◆ Exercise input
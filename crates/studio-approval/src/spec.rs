//! Batched read API for UI layers.
//!
//! A spec is a transient snapshot of the rules and entries governing a
//! set of `(model, target, record?)` slots. With a record, domains are
//! evaluated and only matching rules appear, exactly the set
//! `check_approval` would decide on. Without one, every active rule on
//! the target is returned unfiltered, which backs rule-editor views.
//!
//! Reads require the caller's read capability. Entries are returned
//! regardless of who decided them; the capability check has already
//! passed at that point.

use serde::{Deserialize, Serialize};
use std::collections::HashMap;
use studio_core::{GroupId, Level, ModelName, RecordId, RuleId, UserId};
use studio_host::{Predicate, Session};

use crate::engine::ApprovalEngine;
use crate::entry::Entry;
use crate::error::{ApprovalError, ApprovalResult};
use crate::rule::{Rule, RuleTarget};

/// One slot to snapshot.
#[derive(Debug, Clone, Serialize, Deserialize)]
pub struct SpecRequest {
    /// The entity type.
    pub model: ModelName,
    /// The gated operation.
    pub target: RuleTarget,
    /// The record to evaluate domains against; absent for editor
    /// views.
    pub record: Option<RecordId>,
}

/// A rule as presented to UI layers, with the currently effective
/// approver set resolved in.
#[derive(Debug, Clone, Serialize, Deserialize)]
pub struct RuleSnapshot {
    /// Rule identifier.
    pub id: RuleId,
    /// The governed entity type.
    pub model: ModelName,
    /// The gated operation.
    pub target: RuleTarget,
    /// Record predicate, if any.
    pub domain: Option<Predicate>,
    /// Approval wave.
    pub level: Level,
    /// Exclusive-approver flag.
    pub exclusive_user: bool,
    /// Approval group, if any.
    pub approval_group: Option<GroupId>,
    /// Users whose approval grant is currently valid.
    pub approvers: Vec<UserId>,
    /// Post-decision notification recipients.
    pub users_to_notify: Vec<UserId>,
    /// Whether the rule is in force.
    pub active: bool,
}

/// The rules and entries for one requested slot.
#[derive(Debug, Clone, Serialize, Deserialize)]
pub struct SpecSlot {
    /// The record the slot was evaluated against, if any.
    pub record: Option<RecordId>,
    /// The gated operation.
    pub target: RuleTarget,
    /// The rules in the slot, in decision order.
    pub rule_ids: Vec<RuleId>,
    /// Existing decisions for the record (empty for record-less
    /// slots).
    pub entries: Vec<Entry>,
}

/// A batched snapshot answering one `get_approval_spec` call.
#[derive(Debug, Clone, Default, Serialize, Deserialize)]
pub struct ApprovalSpec {
    /// Every rule touched by any slot.
    pub all_rules: HashMap<RuleId, RuleSnapshot>,
    /// Slots grouped by entity type, in request order.
    pub by_model: HashMap<ModelName, Vec<SpecSlot>>,
}

impl ApprovalEngine {
    /// Snapshot the rules and entries for a batch of slots.
    ///
    /// # Errors
    ///
    /// Returns a permission error when the caller lacks read
    /// capability on a requested entity type or record, and propagates
    /// predicate evaluation failures.
    pub fn get_approval_spec(
        &self,
        session: &Session,
        requests: &[SpecRequest],
    ) -> ApprovalResult<ApprovalSpec> {
        let mut spec = ApprovalSpec::default();
        for request in requests {
            self.access()
                .check_read(&request.model, request.record, &session.user)
                .map_err(ApprovalError::from_capability)?;

            let rules = match request.record {
                Some(record) => self.applicable_rules(&request.model, &request.target, record)?,
                None => self.rules().rules_for(&request.model, &request.target),
            };
            let rule_ids: Vec<RuleId> = rules.iter().map(|r| r.id).collect();
            let entries = match request.record {
                Some(record) => self.entries().entries_for(&rule_ids, &[record]),
                None => Vec::new(),
            };
            for rule in rules {
                let snapshot = self.snapshot(&rule, session);
                spec.all_rules.insert(rule.id, snapshot);
            }
            spec.by_model
                .entry(request.model.clone())
                .or_default()
                .push(SpecSlot {
                    record: request.record,
                    target: request.target.clone(),
                    rule_ids,
                    entries,
                });
        }
        Ok(spec)
    }

    fn snapshot(&self, rule: &Rule, session: &Session) -> RuleSnapshot {
        let mut approvers: Vec<UserId> = self
            .log()
            .effective_approvers(rule.id, session.today)
            .into_iter()
            .collect();
        approvers.sort_by_key(ToString::to_string);
        RuleSnapshot {
            id: rule.id,
            model: rule.model.clone(),
            target: rule.target.clone(),
            domain: rule.domain.clone(),
            level: rule.level,
            exclusive_user: rule.exclusive_user,
            approval_group: rule.approval_group.clone(),
            approvers,
            users_to_notify: rule.users_to_notify.clone(),
            active: rule.active,
        }
    }
}

#[cfg(test)]
mod tests {
    use super::*;
    use chrono::NaiveDate;
    use serde_json::{Value, json};
    use std::sync::Arc;
    use studio_core::MethodName;
    use studio_host::MemoryHost;

    use crate::approver::ApproverLog;
    use crate::entry::EntryStore;
    use crate::notify::NotificationAdapter;
    use crate::request::RequestStore;
    use crate::rule::{NewRule, RuleStore};

    fn engine() -> (Arc<MemoryHost>, ApprovalEngine) {
        let host = Arc::new(MemoryHost::new());
        let model = ModelName::from("document");
        host.add_model(model.clone());
        host.insert_record(&model, RecordId(1), json!({"amount": 100}));
        host.insert_record(&model, RecordId(2), json!({"amount": 200}));
        host.register_operation(
            &model,
            &MethodName::from("validate"),
            Arc::new(|_| Ok(Value::Bool(true))),
        );
        let entries = Arc::new(EntryStore::new());
        let rules = Arc::new(RuleStore::new(host.clone(), entries.clone()));
        let log = Arc::new(ApproverLog::new());
        let requests = Arc::new(RequestStore::new(host.clone()));
        let notifier = NotificationAdapter::new(
            host.clone(),
            host.clone(),
            host.clone(),
            log.clone(),
            requests.clone(),
        );
        let engine = ApprovalEngine::new(
            rules,
            log,
            entries,
            requests,
            host.clone(),
            host.clone(),
            notifier,
        );
        (host, engine)
    }

    fn session(user: UserId) -> Session {
        Session::user(user).with_today(NaiveDate::from_ymd_opt(2024, 6, 15).unwrap())
    }

    fn slot(record: Option<RecordId>) -> SpecRequest {
        SpecRequest {
            model: ModelName::from("document"),
            target: RuleTarget::Method(MethodName::from("validate")),
            record,
        }
    }

    #[test]
    fn test_record_slot_matches_check_approval_rule_set() {
        let (_host, engine) = engine();
        let scoped = NewRule::method(ModelName::from("document"), MethodName::from("validate"))
            .with_domain(Predicate::new(json!([["amount", ">", 150]])));
        let rule = engine.rules().create(scoped).unwrap();
        let user = UserId::new();

        let spec = engine
            .get_approval_spec(&session(user), &[slot(Some(RecordId(1)))])
            .unwrap();
        let slots = &spec.by_model[&ModelName::from("document")];
        assert!(slots[0].rule_ids.is_empty());

        let spec = engine
            .get_approval_spec(&session(user), &[slot(Some(RecordId(2)))])
            .unwrap();
        let slots = &spec.by_model[&ModelName::from("document")];
        assert_eq!(slots[0].rule_ids, vec![rule.id]);
        assert!(spec.all_rules.contains_key(&rule.id));
    }

    #[test]
    fn test_recordless_slot_is_unfiltered() {
        let (_host, engine) = engine();
        let scoped = NewRule::method(ModelName::from("document"), MethodName::from("validate"))
            .with_domain(Predicate::new(json!([["amount", ">", 150]])));
        engine.rules().create(scoped).unwrap();

        let spec = engine
            .get_approval_spec(&session(UserId::new()), &[slot(None)])
            .unwrap();
        let slots = &spec.by_model[&ModelName::from("document")];
        assert_eq!(slots[0].rule_ids.len(), 1);
        assert!(slots[0].entries.is_empty());
    }

    #[test]
    fn test_entries_of_other_users_are_visible() {
        let (_host, engine) = engine();
        let rule = engine
            .rules()
            .create(NewRule::method(
                ModelName::from("document"),
                MethodName::from("validate"),
            ))
            .unwrap();
        let approver = UserId::new();
        engine
            .log()
            .set_approvers(rule.id, vec![approver], UserId::new(), session(approver).today)
            .unwrap();
        engine
            .set_approval(&session(approver), rule.id, RecordId(1), true)
            .unwrap();

        // A different reader sees the approver's decision.
        let spec = engine
            .get_approval_spec(&session(UserId::new()), &[slot(Some(RecordId(1)))])
            .unwrap();
        let slots = &spec.by_model[&ModelName::from("document")];
        assert_eq!(slots[0].entries.len(), 1);
        assert_eq!(slots[0].entries[0].user, approver);
    }

    #[test]
    fn test_read_capability_is_required() {
        let (host, engine) = engine();
        let user = UserId::new();
        host.deny_read(&ModelName::from("document"), user);
        let result = engine.get_approval_spec(&session(user), &[slot(None)]);
        assert!(matches!(result, Err(ApprovalError::Permission { .. })));
    }

    #[test]
    fn test_snapshot_resolves_effective_approvers() {
        let (_host, engine) = engine();
        let rule = engine
            .rules()
            .create(NewRule::method(
                ModelName::from("document"),
                MethodName::from("validate"),
            ))
            .unwrap();
        let approver = UserId::new();
        let s = session(UserId::new());
        engine
            .log()
            .set_approvers(rule.id, vec![approver], UserId::new(), s.today)
            .unwrap();

        let spec = engine.get_approval_spec(&s, &[slot(None)]).unwrap();
        assert_eq!(spec.all_rules[&rule.id].approvers, vec![approver]);
    }
}
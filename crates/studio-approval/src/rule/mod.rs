//! Approval rules — declarative gates on entity operations.
//!
//! A [`Rule`] gates exactly one operation (a public method or a host
//! action) on one entity type, optionally scoped to the records
//! matching a serialized predicate. Rules are ordered into waves by
//! [`Level`]; an `exclusive_user` rule additionally forbids its
//! approver from satisfying any other rule on the same record.

mod store;

pub use store::{RuleStore, TargetLock};

use serde::{Deserialize, Serialize};
use std::fmt;
use studio_core::{ActionId, GroupId, Level, MethodName, ModelName, RuleId, Timestamp, UserId};
use studio_host::Predicate;

use crate::error::{ApprovalError, ApprovalResult};

/// The operation a rule gates: exactly one of a method name or an
/// action id. The two-optional-fields wire form used by hosts is
/// converted through [`RuleTarget::from_parts`], which rejects
/// both-set and neither-set.
#[derive(Debug, Clone, PartialEq, Eq, Hash, Serialize, Deserialize)]
#[serde(rename_all = "snake_case")]
pub enum RuleTarget {
    /// A public method of the entity type.
    Method(MethodName),
    /// A host-side action.
    Action(ActionId),
}

impl RuleTarget {
    /// Build a target from the host's optional pair form.
    ///
    /// # Errors
    ///
    /// Returns a validation error unless exactly one of the two is set.
    pub fn from_parts(
        method: Option<MethodName>,
        action: Option<ActionId>,
    ) -> ApprovalResult<Self> {
        match (method, action) {
            (Some(method), None) => Ok(Self::Method(method)),
            (None, Some(action)) => Ok(Self::Action(action)),
            (Some(_), Some(_)) => Err(ApprovalError::Validation {
                reason: "a rule targets either a method or an action, not both".to_string(),
            }),
            (None, None) => Err(ApprovalError::Validation {
                reason: "a rule must target a method or an action".to_string(),
            }),
        }
    }

    /// The method name, when this targets a method.
    #[must_use]
    pub fn method(&self) -> Option<&MethodName> {
        match self {
            Self::Method(m) => Some(m),
            Self::Action(_) => None,
        }
    }

    /// The action id, when this targets an action.
    #[must_use]
    pub fn action(&self) -> Option<ActionId> {
        match self {
            Self::Method(_) => None,
            Self::Action(a) => Some(*a),
        }
    }
}

impl fmt::Display for RuleTarget {
    fn fmt(&self, f: &mut fmt::Formatter<'_>) -> fmt::Result {
        match self {
            Self::Method(m) => write!(f, "{m}()"),
            Self::Action(a) => write!(f, "{a}"),
        }
    }
}

/// A declarative approval gate.
#[derive(Debug, Clone, Serialize, Deserialize)]
pub struct Rule {
    /// Unique rule identifier.
    pub id: RuleId,
    /// Store-assigned monotonic sequence, used as the final ordering
    /// tie-break.
    pub seq: u64,
    /// The entity type the rule governs.
    pub model: ModelName,
    /// The gated operation.
    pub target: RuleTarget,
    /// Optional record predicate; a rule without one applies to every
    /// record of the model.
    pub domain: Option<Predicate>,
    /// Approval wave.
    pub level: Level,
    /// Whether this rule's approver is barred from approving any other
    /// rule on the same record.
    pub exclusive_user: bool,
    /// Optional group whose members may approve in addition to the
    /// explicit approvers.
    pub approval_group: Option<GroupId>,
    /// Recipients of post-decision notifications.
    pub users_to_notify: Vec<UserId>,
    /// Archived rules never apply but keep their entries.
    pub active: bool,
    /// When the rule was created.
    pub created_at: Timestamp,
}

impl Rule {
    /// Sort key: level ascending, exclusive rules first within a
    /// level, then creation order.
    #[must_use]
    pub fn ordering_key(&self) -> (Level, bool, u64) {
        (self.level, !self.exclusive_user, self.seq)
    }

    /// One-line description used in activities and messages.
    #[must_use]
    pub fn describe(&self) -> String {
        format!("{} on {}/{}", self.level, self.model, self.target)
    }
}

impl fmt::Display for Rule {
    fn fmt(&self, f: &mut fmt::Formatter<'_>) -> fmt::Result {
        write!(f, "{} [{}]", self.id, self.describe())
    }
}

/// Definition of a rule to create.
#[derive(Debug, Clone)]
pub struct NewRule {
    /// The entity type to govern.
    pub model: ModelName,
    /// The operation to gate.
    pub target: RuleTarget,
    /// Optional record predicate.
    pub domain: Option<Predicate>,
    /// Approval wave (defaults to [`Level::MIN`]).
    pub level: Level,
    /// Exclusive-approver flag.
    pub exclusive_user: bool,
    /// Optional approval group.
    pub approval_group: Option<GroupId>,
    /// Post-decision notification recipients.
    pub users_to_notify: Vec<UserId>,
}

impl NewRule {
    /// Gate a method.
    #[must_use]
    pub fn method(model: ModelName, method: MethodName) -> Self {
        Self::new(model, RuleTarget::Method(method))
    }

    /// Gate an action.
    #[must_use]
    pub fn action(model: ModelName, action: ActionId) -> Self {
        Self::new(model, RuleTarget::Action(action))
    }

    fn new(model: ModelName, target: RuleTarget) -> Self {
        Self {
            model,
            target,
            domain: None,
            level: Level::MIN,
            exclusive_user: false,
            approval_group: None,
            users_to_notify: Vec::new(),
        }
    }

    /// Scope the rule to records matching a predicate.
    #[must_use]
    pub fn with_domain(mut self, domain: Predicate) -> Self {
        self.domain = Some(domain);
        self
    }

    /// Set the approval wave.
    #[must_use]
    pub fn with_level(mut self, level: Level) -> Self {
        self.level = level;
        self
    }

    /// Mark the rule exclusive-approver.
    #[must_use]
    pub fn exclusive(mut self) -> Self {
        self.exclusive_user = true;
        self
    }

    /// Allow a group's members to approve.
    #[must_use]
    pub fn with_group(mut self, group: GroupId) -> Self {
        self.approval_group = Some(group);
        self
    }

    /// Notify these users after each decision.
    #[must_use]
    pub fn notify(mut self, users: impl IntoIterator<Item = UserId>) -> Self {
        self.users_to_notify = users.into_iter().collect();
        self
    }
}

/// A partial update of a rule. Target fields (`model`, `target`) are
/// frozen once the rule has entries.
#[derive(Debug, Clone, Default)]
pub struct RuleUpdate {
    /// Re-target the rule to a different entity type.
    pub model: Option<ModelName>,
    /// Re-target the rule to a different operation.
    pub target: Option<RuleTarget>,
    /// Replace the domain (`Some(None)` clears it).
    pub domain: Option<Option<Predicate>>,
    /// Change the approval wave.
    pub level: Option<Level>,
    /// Change the exclusive-approver flag.
    pub exclusive_user: Option<bool>,
    /// Replace the approval group (`Some(None)` clears it).
    pub approval_group: Option<Option<GroupId>>,
    /// Replace the notification recipients.
    pub users_to_notify: Option<Vec<UserId>>,
}

impl RuleUpdate {
    /// An empty update.
    #[must_use]
    pub fn new() -> Self {
        Self::default()
    }

    /// Re-target to a different entity type.
    #[must_use]
    pub fn set_model(mut self, model: ModelName) -> Self {
        self.model = Some(model);
        self
    }

    /// Re-target to a different operation.
    #[must_use]
    pub fn set_target(mut self, target: RuleTarget) -> Self {
        self.target = Some(target);
        self
    }

    /// Replace the domain.
    #[must_use]
    pub fn set_domain(mut self, domain: Option<Predicate>) -> Self {
        self.domain = Some(domain);
        self
    }

    /// Change the approval wave.
    #[must_use]
    pub fn set_level(mut self, level: Level) -> Self {
        self.level = Some(level);
        self
    }

    /// Change the exclusive-approver flag.
    #[must_use]
    pub fn set_exclusive(mut self, exclusive: bool) -> Self {
        self.exclusive_user = Some(exclusive);
        self
    }

    /// Replace the approval group.
    #[must_use]
    pub fn set_group(mut self, group: Option<GroupId>) -> Self {
        self.approval_group = Some(group);
        self
    }

    /// Replace the notification recipients.
    #[must_use]
    pub fn set_notify(mut self, users: Vec<UserId>) -> Self {
        self.users_to_notify = Some(users);
        self
    }

    /// Whether the update touches fields frozen by existing entries.
    #[must_use]
    pub fn touches_frozen_fields(&self) -> bool {
        self.model.is_some() || self.target.is_some()
    }
}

◆ Directions
Tally every line in these entries where the string "struct" occurs. The tally alone is the answer.

◆ Answer section
7